Segment Start: Source records
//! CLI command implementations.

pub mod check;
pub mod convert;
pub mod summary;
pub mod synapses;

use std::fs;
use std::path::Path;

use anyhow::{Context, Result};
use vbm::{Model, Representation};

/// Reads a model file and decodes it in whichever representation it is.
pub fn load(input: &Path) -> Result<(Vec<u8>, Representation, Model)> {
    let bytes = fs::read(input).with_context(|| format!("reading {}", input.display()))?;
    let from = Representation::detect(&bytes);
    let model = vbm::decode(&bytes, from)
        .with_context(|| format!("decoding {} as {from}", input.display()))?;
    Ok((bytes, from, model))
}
Segment End: Source records
Segment Start: Source records
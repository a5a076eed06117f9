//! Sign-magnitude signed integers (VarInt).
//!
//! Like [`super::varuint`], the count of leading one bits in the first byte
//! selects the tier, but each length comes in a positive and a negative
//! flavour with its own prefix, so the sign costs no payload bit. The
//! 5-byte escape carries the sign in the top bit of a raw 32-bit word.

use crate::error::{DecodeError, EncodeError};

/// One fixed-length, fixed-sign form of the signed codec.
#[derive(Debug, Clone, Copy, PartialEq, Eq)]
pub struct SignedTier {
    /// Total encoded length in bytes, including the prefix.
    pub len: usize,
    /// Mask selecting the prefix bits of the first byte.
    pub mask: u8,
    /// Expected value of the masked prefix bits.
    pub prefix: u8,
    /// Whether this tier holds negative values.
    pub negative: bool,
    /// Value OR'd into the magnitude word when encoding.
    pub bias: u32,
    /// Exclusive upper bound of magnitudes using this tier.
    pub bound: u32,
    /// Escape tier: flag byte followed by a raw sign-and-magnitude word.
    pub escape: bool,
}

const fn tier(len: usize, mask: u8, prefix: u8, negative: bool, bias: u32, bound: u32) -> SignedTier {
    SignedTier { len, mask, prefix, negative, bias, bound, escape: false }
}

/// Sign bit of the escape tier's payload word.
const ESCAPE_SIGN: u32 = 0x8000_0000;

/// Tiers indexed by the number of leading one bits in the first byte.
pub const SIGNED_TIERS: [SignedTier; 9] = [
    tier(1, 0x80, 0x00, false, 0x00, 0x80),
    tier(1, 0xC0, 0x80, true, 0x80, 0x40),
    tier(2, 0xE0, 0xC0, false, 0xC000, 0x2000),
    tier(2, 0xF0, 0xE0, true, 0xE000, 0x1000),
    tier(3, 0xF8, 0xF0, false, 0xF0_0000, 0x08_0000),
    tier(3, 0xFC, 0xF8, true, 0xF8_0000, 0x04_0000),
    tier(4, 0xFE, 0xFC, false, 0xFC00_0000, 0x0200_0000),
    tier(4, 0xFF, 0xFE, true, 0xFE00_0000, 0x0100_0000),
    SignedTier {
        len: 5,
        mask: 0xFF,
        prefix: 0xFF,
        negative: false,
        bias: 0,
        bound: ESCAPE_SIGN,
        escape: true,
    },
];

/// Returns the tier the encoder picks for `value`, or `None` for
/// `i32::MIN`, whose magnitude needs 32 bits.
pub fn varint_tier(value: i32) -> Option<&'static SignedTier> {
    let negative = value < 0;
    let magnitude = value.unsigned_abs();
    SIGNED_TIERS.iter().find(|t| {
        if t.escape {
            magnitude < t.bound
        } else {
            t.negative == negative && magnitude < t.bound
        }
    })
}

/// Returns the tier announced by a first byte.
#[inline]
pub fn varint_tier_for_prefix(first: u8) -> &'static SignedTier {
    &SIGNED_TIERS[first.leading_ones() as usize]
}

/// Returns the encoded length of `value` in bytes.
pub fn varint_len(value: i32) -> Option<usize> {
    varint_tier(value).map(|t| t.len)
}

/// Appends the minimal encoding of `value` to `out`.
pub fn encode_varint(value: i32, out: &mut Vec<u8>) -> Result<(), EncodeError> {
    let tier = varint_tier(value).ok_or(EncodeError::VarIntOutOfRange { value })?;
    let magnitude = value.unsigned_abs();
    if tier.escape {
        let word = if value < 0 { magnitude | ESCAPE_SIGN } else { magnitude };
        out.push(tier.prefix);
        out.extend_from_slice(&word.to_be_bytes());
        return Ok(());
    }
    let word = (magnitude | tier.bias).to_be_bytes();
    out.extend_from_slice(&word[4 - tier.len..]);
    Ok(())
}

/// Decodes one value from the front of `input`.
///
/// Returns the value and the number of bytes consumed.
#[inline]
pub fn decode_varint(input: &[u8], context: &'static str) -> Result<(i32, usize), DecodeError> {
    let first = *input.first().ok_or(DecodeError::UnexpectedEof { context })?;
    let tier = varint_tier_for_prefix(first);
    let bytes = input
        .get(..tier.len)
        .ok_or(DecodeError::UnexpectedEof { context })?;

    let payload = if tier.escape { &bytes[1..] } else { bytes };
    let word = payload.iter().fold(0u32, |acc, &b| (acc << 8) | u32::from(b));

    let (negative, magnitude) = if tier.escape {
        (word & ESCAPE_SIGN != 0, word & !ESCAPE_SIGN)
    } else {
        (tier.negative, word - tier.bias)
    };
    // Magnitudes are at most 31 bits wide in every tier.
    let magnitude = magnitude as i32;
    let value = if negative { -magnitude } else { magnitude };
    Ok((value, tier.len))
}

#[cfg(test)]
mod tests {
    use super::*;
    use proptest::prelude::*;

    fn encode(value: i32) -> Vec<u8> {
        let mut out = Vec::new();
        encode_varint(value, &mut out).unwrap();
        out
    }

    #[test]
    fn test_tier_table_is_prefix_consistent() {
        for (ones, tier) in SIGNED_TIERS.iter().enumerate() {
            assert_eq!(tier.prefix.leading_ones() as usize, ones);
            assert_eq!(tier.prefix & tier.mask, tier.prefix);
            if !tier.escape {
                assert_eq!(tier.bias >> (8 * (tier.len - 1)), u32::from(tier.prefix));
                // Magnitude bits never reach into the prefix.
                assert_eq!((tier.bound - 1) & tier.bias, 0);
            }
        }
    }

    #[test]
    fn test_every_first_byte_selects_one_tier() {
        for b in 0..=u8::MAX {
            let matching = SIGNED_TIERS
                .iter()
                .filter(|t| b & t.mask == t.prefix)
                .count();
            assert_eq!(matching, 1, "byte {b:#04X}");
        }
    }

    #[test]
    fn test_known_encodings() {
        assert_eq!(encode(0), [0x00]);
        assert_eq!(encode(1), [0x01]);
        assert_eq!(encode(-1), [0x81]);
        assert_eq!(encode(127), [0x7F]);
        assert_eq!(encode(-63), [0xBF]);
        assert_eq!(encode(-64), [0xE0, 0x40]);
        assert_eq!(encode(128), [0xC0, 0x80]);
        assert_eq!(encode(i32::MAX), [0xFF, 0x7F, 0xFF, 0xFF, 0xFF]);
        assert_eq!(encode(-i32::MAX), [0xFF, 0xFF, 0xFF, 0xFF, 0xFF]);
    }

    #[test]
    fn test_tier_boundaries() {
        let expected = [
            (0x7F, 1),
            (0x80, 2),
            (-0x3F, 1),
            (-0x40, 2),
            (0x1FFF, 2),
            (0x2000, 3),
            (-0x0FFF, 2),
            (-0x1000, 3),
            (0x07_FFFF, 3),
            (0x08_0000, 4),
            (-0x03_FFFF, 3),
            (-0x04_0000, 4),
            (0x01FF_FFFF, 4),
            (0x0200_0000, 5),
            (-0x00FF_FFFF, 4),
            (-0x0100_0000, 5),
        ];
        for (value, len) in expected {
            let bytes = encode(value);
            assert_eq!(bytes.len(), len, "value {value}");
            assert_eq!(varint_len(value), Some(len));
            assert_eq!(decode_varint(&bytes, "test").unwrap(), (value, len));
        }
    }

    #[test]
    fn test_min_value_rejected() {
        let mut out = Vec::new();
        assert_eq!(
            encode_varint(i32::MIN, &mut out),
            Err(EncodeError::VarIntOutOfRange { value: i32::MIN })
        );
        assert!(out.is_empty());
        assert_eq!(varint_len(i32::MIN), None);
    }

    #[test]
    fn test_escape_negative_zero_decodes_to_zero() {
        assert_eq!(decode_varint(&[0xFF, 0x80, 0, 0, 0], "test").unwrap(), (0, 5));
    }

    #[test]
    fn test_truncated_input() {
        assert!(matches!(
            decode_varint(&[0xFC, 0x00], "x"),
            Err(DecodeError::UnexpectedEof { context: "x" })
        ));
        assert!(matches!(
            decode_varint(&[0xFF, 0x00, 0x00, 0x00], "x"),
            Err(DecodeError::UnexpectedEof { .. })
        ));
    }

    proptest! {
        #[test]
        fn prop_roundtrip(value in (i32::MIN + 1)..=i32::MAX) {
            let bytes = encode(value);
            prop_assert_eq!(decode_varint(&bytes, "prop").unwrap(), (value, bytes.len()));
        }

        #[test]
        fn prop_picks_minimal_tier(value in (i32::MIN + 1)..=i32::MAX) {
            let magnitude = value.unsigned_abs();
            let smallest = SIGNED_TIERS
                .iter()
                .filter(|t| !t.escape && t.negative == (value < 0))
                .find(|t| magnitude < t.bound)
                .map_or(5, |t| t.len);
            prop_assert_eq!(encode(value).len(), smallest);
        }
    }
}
Segment End: Source records
Segment Start: Source records
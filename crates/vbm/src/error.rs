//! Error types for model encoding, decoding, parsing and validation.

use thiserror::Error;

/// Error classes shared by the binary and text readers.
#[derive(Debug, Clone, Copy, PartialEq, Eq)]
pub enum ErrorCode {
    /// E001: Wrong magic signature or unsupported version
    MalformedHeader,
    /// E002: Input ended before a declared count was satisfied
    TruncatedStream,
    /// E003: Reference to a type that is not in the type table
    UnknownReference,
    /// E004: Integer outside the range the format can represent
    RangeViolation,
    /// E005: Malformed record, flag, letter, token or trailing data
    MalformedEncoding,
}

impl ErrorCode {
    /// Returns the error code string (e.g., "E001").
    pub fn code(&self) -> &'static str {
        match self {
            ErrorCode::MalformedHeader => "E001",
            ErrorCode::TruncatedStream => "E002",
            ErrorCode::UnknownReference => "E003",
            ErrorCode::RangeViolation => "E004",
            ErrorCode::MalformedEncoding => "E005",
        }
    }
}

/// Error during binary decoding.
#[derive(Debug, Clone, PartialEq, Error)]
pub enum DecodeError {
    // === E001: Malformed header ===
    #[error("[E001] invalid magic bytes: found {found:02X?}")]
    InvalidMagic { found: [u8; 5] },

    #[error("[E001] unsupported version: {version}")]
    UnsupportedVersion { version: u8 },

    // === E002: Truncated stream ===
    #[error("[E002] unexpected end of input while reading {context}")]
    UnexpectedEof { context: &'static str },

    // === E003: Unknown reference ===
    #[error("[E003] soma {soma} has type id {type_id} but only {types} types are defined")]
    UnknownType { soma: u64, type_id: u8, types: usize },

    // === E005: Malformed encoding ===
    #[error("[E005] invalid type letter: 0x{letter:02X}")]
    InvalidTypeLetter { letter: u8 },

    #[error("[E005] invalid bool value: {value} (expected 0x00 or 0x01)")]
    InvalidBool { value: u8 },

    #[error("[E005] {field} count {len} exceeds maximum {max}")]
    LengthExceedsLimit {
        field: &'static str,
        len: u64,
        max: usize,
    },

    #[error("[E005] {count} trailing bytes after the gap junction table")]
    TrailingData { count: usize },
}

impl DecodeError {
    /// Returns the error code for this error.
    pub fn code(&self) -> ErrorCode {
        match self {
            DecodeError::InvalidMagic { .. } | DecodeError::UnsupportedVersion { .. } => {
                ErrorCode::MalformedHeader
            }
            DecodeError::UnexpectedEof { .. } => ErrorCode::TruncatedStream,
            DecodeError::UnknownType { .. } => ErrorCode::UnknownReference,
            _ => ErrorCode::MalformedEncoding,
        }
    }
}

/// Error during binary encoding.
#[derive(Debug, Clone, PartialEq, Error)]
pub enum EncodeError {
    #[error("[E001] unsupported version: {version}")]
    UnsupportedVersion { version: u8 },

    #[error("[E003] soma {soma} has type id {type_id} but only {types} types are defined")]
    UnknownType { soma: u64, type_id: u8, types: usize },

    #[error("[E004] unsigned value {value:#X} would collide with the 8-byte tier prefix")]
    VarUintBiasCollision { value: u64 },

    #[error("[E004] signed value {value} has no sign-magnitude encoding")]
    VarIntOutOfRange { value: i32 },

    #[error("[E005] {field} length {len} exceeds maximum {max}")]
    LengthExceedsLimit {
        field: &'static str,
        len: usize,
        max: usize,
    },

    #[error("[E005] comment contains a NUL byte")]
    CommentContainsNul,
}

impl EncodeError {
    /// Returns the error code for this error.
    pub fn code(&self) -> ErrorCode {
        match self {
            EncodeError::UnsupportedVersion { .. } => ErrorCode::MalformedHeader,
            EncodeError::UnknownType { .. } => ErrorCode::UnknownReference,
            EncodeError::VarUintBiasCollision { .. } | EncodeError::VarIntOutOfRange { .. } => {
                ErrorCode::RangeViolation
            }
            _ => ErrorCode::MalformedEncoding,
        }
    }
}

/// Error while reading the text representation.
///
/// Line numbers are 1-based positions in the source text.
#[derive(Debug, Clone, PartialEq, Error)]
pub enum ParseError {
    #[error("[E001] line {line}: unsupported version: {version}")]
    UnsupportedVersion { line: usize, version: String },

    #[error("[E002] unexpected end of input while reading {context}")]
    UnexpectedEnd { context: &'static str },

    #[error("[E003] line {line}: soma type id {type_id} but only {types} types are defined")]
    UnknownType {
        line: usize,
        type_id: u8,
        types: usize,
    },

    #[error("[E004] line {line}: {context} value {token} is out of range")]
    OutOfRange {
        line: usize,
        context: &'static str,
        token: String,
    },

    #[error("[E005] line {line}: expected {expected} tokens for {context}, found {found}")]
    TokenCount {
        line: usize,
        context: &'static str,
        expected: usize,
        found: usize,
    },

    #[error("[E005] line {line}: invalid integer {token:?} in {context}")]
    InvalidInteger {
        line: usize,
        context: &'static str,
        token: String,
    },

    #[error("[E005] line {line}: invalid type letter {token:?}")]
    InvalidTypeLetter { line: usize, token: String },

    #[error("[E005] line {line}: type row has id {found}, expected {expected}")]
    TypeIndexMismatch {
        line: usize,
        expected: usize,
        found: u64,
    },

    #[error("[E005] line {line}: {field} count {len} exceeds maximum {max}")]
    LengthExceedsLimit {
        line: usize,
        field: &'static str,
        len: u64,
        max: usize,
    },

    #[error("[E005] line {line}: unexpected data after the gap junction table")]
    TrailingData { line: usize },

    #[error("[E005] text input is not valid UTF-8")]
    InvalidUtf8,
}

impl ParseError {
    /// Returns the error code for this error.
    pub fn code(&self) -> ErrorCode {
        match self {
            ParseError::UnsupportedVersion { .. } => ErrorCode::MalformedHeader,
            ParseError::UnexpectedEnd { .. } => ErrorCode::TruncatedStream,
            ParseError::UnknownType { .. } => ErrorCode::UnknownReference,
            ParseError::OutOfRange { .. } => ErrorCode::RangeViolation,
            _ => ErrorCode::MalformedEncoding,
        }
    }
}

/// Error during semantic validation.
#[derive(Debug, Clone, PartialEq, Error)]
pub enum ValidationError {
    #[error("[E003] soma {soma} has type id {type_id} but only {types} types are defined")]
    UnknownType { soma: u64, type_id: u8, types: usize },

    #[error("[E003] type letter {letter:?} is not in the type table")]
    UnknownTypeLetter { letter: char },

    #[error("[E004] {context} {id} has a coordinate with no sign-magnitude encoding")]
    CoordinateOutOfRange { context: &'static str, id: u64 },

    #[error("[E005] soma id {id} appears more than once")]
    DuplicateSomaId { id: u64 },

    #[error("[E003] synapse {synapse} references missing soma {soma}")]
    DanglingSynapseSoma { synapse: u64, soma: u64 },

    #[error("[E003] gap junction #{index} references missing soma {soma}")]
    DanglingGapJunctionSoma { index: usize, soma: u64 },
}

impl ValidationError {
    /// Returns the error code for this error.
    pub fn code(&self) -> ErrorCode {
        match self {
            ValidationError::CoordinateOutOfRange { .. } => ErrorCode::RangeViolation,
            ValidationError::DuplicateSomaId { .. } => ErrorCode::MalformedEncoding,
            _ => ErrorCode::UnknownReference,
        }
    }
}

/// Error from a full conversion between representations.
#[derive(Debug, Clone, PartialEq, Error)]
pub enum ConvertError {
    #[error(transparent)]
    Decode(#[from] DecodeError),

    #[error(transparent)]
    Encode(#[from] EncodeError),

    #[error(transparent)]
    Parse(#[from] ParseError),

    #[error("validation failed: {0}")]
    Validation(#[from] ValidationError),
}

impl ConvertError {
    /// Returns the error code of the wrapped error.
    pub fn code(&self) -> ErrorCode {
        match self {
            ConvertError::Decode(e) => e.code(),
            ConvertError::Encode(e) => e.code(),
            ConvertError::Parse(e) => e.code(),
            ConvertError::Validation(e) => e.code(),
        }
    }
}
Segment End: Source records
Problem:
When a line in the entries above holds the word "format", add it to the count, then state only the count.

Problem solution:
3